With so-called “legacy” air carriers up to their necks in dept and restructuring, the two main budget carriers in Europe have thrived. Lesser publicized Wizz Air, while not growing as rapidly as Ryanair, has still managed to exceed most expectations in these tough economic times. The airline is expected to grow almost 10% this Summer, and the news they picked up an additional 60 routes in Central and Eastern Europe speaks well for the potential.
Recent deals for the acquisition of new Airbus capacity, a new Tuzla to Gothenburg route, the coming Budapest-Baku route, and other positioning moves seem to have fortified Wizz Air’s position as the biggest budget carrier in these regions of Europe.
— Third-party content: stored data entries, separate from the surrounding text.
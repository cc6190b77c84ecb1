//! Byte offset to line lookup.

/// Precomputed line starts for a source text.
#[derive(Debug, Clone, Default, PartialEq, Eq)]
pub struct LineIndex {
    line_starts: Vec<u32>,
}

impl LineIndex {
    pub fn new(source: &str) -> Self {
        let mut line_starts = Vec::with_capacity(128);
        line_starts.push(0);
        for (idx, byte) in source.bytes().enumerate() {
            if byte == b'\n' {
                line_starts.push((idx + 1) as u32);
            }
        }
        Self { line_starts }
    }

    /// 1-based line containing `offset`.
    pub fn line(&self, offset: u32) -> u32 {
        let idx = match self.line_starts.binary_search(&offset) {
            Ok(idx) => idx,
            Err(0) => 0,
            Err(idx) => idx - 1,
        };
        idx as u32 + 1
    }

    /// 1-based line and 0-based column of `offset`.
    pub fn line_column(&self, offset: u32) -> (u32, u32) {
        let line = self.line(offset);
        let start = self.line_starts[(line - 1) as usize];
        (line, offset - start)
    }

    pub fn line_count(&self) -> usize {
        self.line_starts.len()
    }
}

#[cfg(test)]
mod tests {
    use super::*;

    #[test]
    fn test_lines() {
        let index = LineIndex::new("a\nbc\n\nd");
        assert_eq!(index.line(0), 1);
        assert_eq!(index.line(1), 1);
        assert_eq!(index.line(2), 2);
        assert_eq!(index.line(5), 3);
        assert_eq!(index.line(6), 4);
        assert_eq!(index.line_column(3), (2, 1));
        assert_eq!(index.line_count(), 4);
    }
}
With Croatia Airlines and many other local players either in transition or flat out broke, the opportunities in Wizz Air’s wheelhouse are actually exceptional for growth. Just one example of Wizz Air’s opportunity, the imminent takeover of Serbia’s Jat Airways is indicative of the overall region’s upheaval where airline viability is concerned.
With stiffening competition from Wizz Air, airlines like Adria Airways, Blue Air, Cyprus Airways, Belle Air, Tarom, even Turkish Airlines, and not to mention a score of other small carriers appear as ripe pickings where passenger share is concerned. Of course, Ryanair is also a player along with Lufthansa’s German Wings.